Ronan: I went through the death of a boyfriend when I was 24, and I identified with your articulation of grief as something we associate with the elderly—“The iconography of widowhood was distinct and expressly excluded the young. Testimonials that consoled the death of a spouse—peace of mind, medical bills, inheritance claims—said little about the angst and worry of continuing to live for a very long time.” Did that missing place in the grief literature influence you to write this book? Did you ever have the sense that your incredible circumstances obligated you to write about them?
Evans: I was pretty angry that it was so hard to find a book about early widowhood, and then, even harder to find one that did not situate grief as a subtext of war, region, national consensus, etc. I didn’t write toward the absence, but it was helpful for my thinking about how extraordinary that year in Indiana was, for me, my family and friends, Katie’s family, even neighbors and colleagues. It’s frustrating that there cannot really be a normalcy to living with or after grief; that there is no decorum for it, except either to ignore it or bring it up and share with people, and either way, however deliberately it comes up, it’s pretty amazing how often people feel the need to instantly contextualize your loss, and acknowledge the life and events that follow it. Joan Didion calls it “a certain look,” and says that we used to know to bring over meals and sit with our neighbors after their loss. But loss is exceptional now, so it’s not surprising people don’t know how to live with it. Anyway, Rob Sheffield’s Love is a Mix Tape was the closest I came to finding a book in the bookstore about young widowhood, and even that memoir makes a turn at the end to a kind of optimism that feels distinct from his experience of grief. The pressure to contextualize and explain away is intense: a consolation to the living, but a real challenge to the person living with grief. I wonder if that’s true to your experience.

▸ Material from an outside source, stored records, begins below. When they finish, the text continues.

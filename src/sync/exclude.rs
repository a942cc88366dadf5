//! Directory exclusion for local walks.
//!
//! Each configured tag is matched against the base name of a directory;
//! a matching directory is skipped together with everything below it.
//! Tags are globs, so `node_modules` matches exactly and `*.cache` matches
//! any directory with that suffix.

use globset::{Glob, GlobSet, GlobSetBuilder};

use crate::error::{Result, SyncError};

/// Compiled set of excluded directory names.
#[derive(Debug, Clone)]
pub struct ExcludeDirs {
    /// Compiled glob set for matching.
    glob_set: GlobSet,
    /// Raw pattern strings (for display/serialization).
    patterns: Vec<String>,
}

impl Default for ExcludeDirs {
    fn default() -> Self {
        Self::new()
    }
}

impl ExcludeDirs {
    /// Create a set that excludes nothing.
    pub fn new() -> Self {
        Self {
            glob_set: GlobSet::empty(),
            patterns: Vec::new(),
        }
    }

    /// Create from a list of directory names or name globs.
    pub fn from_patterns<S: AsRef<str>>(patterns: &[S]) -> Result<Self> {
        let mut builder = GlobSetBuilder::new();
        let mut pattern_list = Vec::new();

        for pattern in patterns {
            let pattern = pattern.as_ref().trim().trim_end_matches(['/', '\\']);
            if pattern.is_empty() {
                continue;
            }
            let glob = Glob::new(pattern).map_err(|e| {
                SyncError::config(format!("invalid exclude tag '{}': {}", pattern, e))
            })?;
            builder.add(glob);
            pattern_list.push(pattern.to_string());
        }

        let glob_set = builder
            .build()
            .map_err(|e| SyncError::config(format!("invalid exclude tags: {}", e)))?;

        Ok(Self {
            glob_set,
            patterns: pattern_list,
        })
    }

    /// Check whether a directory with this base name is skipped.
    pub fn is_excluded(&self, dir_name: &str) -> bool {
        !self.patterns.is_empty() && self.glob_set.is_match(dir_name)
    }

    /// Get the list of patterns.
    pub fn patterns(&self) -> &[String] {
        &self.patterns
    }

    pub fn is_empty(&self) -> bool {
        self.patterns.is_empty()
    }
}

Ronan: One thing I found especially effecting about the book, and that resonated for me personally, was the way you captured the normalcy of those months after Katie’s death. We imagine mourning with a lot of wailing and rending of garments, but really, you have a lot of days to get on with, and unless you’re living in a Victorian novel, that involves buying groceries and feeding your pets. And at the same time, grief places you in such a heightened state of awareness, such a strange experience of time, that those banal details seem sharper, stranger. What was it like to call up the suburbs of Indianapolis as you wrote this?

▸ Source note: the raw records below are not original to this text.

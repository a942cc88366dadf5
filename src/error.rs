// Centralized error handling module
// Every failure a sync run can hit, classified by the phase that decides
// whether it aborts the run or is recorded against a single item

use std::io;
use std::path::PathBuf;

use thiserror::Error;

/// Main error type for bucketsync.
#[derive(Debug, Error)]
pub enum SyncError {
    /// Malformed or missing configuration
    #[error("Configuration error: {message}")]
    Config { message: String },

    /// Local traversal failed (stat, open or read while walking)
    #[error("Failed to walk {}: {source}", path.display())]
    Walk {
        path: PathBuf,
        #[source]
        source: io::Error,
    },

    /// Remote listing failed
    #[error("Failed to list objects under '{prefix}': {message}")]
    List { prefix: String, message: String },

    /// File open/read/write failure with context
    #[error("I/O error while {operation} {}: {source}", path.display())]
    Io {
        path: PathBuf,
        operation: String,
        #[source]
        source: io::Error,
    },

    /// The store rejected a put, get or delete
    #[error("Transfer failed for '{key}': {message}")]
    Transfer { key: String, message: String },

    /// A path cannot be expressed relative to its root
    #[error("Path '{path}' is not under root '{root}'")]
    InvalidPath { path: String, root: String },

    /// The plan wants to delete more objects than allowed
    #[error("Refusing to delete {deletions} objects (limit is {threshold})")]
    Guard { deletions: usize, threshold: usize },
}

impl SyncError {
    /// Create an Io error with context about the operation and path
    pub fn io(err: io::Error, operation: &str, path: impl Into<PathBuf>) -> Self {
        SyncError::Io {
            path: path.into(),
            operation: operation.to_string(),
            source: err,
        }
    }

    pub fn config(message: impl Into<String>) -> Self {
        SyncError::Config {
            message: message.into(),
        }
    }

    pub fn transfer(key: &str, err: impl std::fmt::Display) -> Self {
        SyncError::Transfer {
            key: key.to_string(),
            message: err.to_string(),
        }
    }

    /// Short classification used in logs and JSON reports
    pub fn kind(&self) -> &'static str {
        match self {
            SyncError::Config { .. } => "config",
            SyncError::Walk { .. } => "walk",
            SyncError::List { .. } => "list",
            SyncError::Io { .. } => "io",
            SyncError::Transfer { .. } => "transfer",
            SyncError::InvalidPath { .. } => "invalid_path",
            SyncError::Guard { .. } => "guard",
        }
    }
}

/// Misuse of a one-shot transfer handle
#[derive(Debug, Error, Clone, PartialEq, Eq)]
pub enum TransferError {
    #[error("Transfer for '{key}' was already sent or aborted")]
    AlreadyFinished { key: String },
}

impl From<TransferError> for SyncError {
    fn from(err: TransferError) -> Self {
        match err {
            TransferError::AlreadyFinished { ref key } => SyncError::Transfer {
                key: key.clone(),
                message: err.to_string(),
            },
        }
    }
}

pub type Result<T, E = SyncError> = std::result::Result<T, E>;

Evans: Memories of Indiana do encompass a lot of strange details for me about grief. It’s a surreal experience to be sitting at a desk, looking at photos and sobbing hysterically, and then twenty minutes later to rush to battle stations over whether the cats have a right to leave the room and the second floor. I kept my world there incredibly small. It was a huge deal to go to a movie, or for a walk, and I was easily restless. I was easily overwhelmed and often bored. I tried to get at some of those inconsistencies in “Cognitive Bandwidth.” Grief made things strange, and made me, at times, I’m sure, hard to live with. That said, I have a real fondness for Indiana. Everyone was so generous, and the city and state were such beautiful places to inhabit during my year. I spent so much of that year getting to know my nieces and nephew, and sister-in-law and brother-in-law. I certainly learned to want a family, and to be a father, while living with them from the safe distance of the live-in uncle. So, I’m grateful for that.